> [Task item]
From the records below, please repeat exactly the line that has "repository f5f83c13f783a855", the line that has "stem as the", and every line between them, and nothing else.

[Dataset records]
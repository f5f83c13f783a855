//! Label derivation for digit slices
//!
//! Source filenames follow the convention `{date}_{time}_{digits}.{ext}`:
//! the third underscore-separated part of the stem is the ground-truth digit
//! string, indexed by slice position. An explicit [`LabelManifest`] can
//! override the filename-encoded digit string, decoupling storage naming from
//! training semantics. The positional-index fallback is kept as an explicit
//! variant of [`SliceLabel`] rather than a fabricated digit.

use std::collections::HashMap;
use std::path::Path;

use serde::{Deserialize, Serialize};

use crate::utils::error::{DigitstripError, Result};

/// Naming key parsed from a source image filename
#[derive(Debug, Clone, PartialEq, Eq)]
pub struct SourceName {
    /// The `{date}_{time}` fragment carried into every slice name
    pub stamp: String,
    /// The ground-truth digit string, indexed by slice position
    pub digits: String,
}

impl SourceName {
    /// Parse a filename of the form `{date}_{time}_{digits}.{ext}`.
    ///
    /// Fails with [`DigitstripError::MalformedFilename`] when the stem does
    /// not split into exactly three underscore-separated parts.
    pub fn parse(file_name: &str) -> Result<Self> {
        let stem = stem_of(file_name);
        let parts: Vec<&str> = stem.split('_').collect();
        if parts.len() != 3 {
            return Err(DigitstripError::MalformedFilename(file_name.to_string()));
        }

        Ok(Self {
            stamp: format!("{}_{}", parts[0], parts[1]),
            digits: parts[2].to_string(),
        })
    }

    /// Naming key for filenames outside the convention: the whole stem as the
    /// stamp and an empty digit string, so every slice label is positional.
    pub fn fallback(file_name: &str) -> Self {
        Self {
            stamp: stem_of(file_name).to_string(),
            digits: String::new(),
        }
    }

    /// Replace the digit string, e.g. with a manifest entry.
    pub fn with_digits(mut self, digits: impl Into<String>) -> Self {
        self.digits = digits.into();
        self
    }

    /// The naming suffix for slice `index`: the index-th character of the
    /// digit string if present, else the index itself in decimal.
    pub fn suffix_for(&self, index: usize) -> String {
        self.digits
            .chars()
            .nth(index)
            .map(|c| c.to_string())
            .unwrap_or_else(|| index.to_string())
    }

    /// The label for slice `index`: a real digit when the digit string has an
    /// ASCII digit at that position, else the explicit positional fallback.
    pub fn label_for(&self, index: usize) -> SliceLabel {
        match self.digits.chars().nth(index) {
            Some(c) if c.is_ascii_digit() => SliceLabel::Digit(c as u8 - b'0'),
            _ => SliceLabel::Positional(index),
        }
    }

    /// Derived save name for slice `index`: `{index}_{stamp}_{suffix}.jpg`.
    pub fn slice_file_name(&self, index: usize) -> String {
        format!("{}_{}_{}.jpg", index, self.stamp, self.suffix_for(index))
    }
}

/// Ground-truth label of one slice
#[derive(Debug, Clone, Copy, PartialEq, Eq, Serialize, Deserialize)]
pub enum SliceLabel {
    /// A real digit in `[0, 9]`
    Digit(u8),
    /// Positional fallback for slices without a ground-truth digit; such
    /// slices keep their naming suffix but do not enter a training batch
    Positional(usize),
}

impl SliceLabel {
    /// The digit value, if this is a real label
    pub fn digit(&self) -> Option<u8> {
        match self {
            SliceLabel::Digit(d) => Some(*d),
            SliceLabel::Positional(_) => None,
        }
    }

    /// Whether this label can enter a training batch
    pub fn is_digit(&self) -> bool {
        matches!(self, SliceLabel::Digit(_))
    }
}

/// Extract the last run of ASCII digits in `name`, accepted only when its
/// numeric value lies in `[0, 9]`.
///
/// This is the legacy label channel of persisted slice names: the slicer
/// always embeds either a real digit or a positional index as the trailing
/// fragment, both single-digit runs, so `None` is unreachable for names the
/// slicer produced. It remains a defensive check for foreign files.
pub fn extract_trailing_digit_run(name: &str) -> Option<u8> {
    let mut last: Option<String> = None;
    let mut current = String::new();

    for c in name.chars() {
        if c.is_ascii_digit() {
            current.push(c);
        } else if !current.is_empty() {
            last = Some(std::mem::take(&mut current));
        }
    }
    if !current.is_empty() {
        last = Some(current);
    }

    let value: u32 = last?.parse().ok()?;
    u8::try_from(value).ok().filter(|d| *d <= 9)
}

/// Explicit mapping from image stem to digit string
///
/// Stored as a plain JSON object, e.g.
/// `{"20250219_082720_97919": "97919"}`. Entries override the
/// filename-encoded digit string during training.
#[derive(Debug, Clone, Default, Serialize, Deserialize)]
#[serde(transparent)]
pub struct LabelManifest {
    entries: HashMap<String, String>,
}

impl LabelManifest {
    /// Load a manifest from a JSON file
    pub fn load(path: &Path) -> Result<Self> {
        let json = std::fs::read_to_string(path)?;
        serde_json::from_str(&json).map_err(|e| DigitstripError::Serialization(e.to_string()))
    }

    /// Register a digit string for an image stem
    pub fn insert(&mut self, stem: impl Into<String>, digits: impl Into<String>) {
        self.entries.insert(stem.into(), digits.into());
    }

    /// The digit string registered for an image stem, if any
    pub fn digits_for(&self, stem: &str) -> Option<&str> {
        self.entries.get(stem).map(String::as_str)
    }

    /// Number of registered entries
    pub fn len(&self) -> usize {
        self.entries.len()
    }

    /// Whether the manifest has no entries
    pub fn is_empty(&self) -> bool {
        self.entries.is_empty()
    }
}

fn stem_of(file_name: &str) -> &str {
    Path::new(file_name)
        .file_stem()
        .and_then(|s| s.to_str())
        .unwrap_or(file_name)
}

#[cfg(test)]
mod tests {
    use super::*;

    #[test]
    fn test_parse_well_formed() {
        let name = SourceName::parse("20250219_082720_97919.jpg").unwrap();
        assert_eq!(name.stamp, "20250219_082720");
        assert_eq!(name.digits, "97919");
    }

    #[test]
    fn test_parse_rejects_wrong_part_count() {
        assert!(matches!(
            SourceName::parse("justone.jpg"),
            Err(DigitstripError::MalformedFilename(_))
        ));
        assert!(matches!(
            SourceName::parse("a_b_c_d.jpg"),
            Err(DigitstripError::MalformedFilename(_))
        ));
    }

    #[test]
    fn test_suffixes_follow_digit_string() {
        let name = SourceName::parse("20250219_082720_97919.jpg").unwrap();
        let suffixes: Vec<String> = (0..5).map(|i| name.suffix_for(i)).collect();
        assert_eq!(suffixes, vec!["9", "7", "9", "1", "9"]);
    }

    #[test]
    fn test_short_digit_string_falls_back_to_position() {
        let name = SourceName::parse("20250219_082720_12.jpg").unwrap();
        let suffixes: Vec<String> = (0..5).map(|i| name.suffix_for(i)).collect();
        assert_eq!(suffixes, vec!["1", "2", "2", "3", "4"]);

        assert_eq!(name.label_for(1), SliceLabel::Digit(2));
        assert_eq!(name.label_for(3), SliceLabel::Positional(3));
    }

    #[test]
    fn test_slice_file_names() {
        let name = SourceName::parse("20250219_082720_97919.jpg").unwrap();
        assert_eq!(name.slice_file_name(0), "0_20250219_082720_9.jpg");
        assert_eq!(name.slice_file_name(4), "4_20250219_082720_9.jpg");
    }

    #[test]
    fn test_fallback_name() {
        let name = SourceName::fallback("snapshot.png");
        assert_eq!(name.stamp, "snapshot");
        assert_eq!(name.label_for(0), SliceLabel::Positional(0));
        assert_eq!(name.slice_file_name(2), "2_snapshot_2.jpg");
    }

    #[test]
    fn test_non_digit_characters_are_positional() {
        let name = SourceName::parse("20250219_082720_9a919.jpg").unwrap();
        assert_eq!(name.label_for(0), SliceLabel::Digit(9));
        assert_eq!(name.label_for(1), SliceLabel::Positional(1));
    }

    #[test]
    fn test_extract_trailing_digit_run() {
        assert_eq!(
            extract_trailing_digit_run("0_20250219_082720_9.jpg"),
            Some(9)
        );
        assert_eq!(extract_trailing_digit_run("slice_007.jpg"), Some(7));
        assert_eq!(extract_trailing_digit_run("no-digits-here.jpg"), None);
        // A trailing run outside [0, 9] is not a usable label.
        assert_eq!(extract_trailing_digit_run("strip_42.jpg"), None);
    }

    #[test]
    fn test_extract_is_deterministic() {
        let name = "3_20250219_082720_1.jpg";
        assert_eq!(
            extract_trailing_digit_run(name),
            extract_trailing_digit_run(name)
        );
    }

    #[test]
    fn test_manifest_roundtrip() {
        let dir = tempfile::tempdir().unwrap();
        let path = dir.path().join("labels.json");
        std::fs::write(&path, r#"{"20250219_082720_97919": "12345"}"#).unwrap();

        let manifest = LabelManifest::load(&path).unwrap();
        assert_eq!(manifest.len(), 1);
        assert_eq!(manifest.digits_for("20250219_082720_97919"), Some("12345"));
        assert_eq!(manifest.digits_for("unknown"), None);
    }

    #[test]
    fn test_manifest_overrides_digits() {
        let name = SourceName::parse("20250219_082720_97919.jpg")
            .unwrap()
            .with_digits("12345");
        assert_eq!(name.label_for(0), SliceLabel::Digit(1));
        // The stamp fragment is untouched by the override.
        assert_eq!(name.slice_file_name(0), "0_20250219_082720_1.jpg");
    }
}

--

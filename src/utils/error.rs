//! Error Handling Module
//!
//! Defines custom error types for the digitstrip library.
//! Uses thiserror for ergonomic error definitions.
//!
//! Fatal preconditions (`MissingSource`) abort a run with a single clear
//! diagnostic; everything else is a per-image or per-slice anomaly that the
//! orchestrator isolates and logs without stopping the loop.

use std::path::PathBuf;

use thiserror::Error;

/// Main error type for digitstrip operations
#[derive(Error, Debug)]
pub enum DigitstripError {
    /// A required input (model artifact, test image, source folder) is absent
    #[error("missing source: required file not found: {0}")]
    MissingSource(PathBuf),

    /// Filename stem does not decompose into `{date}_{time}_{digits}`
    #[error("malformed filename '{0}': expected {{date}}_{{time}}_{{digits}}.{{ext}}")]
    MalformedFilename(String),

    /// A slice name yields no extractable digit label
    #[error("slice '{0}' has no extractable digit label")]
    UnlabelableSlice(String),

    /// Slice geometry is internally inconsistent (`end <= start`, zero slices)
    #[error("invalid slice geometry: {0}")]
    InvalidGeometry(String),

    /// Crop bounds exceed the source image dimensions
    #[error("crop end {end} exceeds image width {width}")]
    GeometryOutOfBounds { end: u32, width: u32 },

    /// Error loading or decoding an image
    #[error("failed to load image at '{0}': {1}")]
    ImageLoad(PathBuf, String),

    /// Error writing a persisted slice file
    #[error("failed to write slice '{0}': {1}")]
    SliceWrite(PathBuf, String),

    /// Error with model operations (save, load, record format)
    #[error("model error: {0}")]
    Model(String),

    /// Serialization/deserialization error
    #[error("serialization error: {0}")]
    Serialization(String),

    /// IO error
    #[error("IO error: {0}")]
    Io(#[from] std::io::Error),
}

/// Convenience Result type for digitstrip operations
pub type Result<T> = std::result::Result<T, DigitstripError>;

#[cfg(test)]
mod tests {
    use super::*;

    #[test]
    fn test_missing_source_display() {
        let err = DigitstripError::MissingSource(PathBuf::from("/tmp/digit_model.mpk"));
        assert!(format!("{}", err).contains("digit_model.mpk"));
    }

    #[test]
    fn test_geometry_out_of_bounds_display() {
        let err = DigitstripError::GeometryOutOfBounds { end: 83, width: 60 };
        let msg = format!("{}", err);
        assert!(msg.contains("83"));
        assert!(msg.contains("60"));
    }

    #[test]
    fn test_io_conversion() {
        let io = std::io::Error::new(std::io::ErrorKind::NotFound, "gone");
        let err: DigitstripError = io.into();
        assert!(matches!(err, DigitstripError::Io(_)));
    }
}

> [Your solution]
repository f5f83c13f783a855
//! Label derivation for digit slices
//!
//! Source filenames follow the convention `{date}_{time}_{digits}.{ext}`:
//! the third underscore-separated part of the stem is the ground-truth digit
//! string, indexed by slice position. An explicit [`LabelManifest`] can
//! override the filename-encoded digit string, decoupling storage naming from
//! training semantics. The positional-index fallback is kept as an explicit
//! variant of [`SliceLabel`] rather than a fabricated digit.

use std::collections::HashMap;
use std::path::Path;

use serde::{Deserialize, Serialize};

use crate::utils::error::{DigitstripError, Result};

/// Naming key parsed from a source image filename
#[derive(Debug, Clone, PartialEq, Eq)]
pub struct SourceName {
    /// The `{date}_{time}` fragment carried into every slice name
    pub stamp: String,
    /// The ground-truth digit string, indexed by slice position
    pub digits: String,
}

impl SourceName {
    /// Parse a filename of the form `{date}_{time}_{digits}.{ext}`.
    ///
    /// Fails with [`DigitstripError::MalformedFilename`] when the stem does
    /// not split into exactly three underscore-separated parts.
    pub fn parse(file_name: &str) -> Result<Self> {
        let stem = stem_of(file_name);
        let parts: Vec<&str> = stem.split('_').collect();
        if parts.len() != 3 {
            return Err(DigitstripError::MalformedFilename(file_name.to_string()));
        }

        Ok(Self {
            stamp: format!("{}_{}", parts[0], parts[1]),
            digits: parts[2].to_string(),
        })
    }

    /// Naming key for filenames outside the convention: the whole stem as the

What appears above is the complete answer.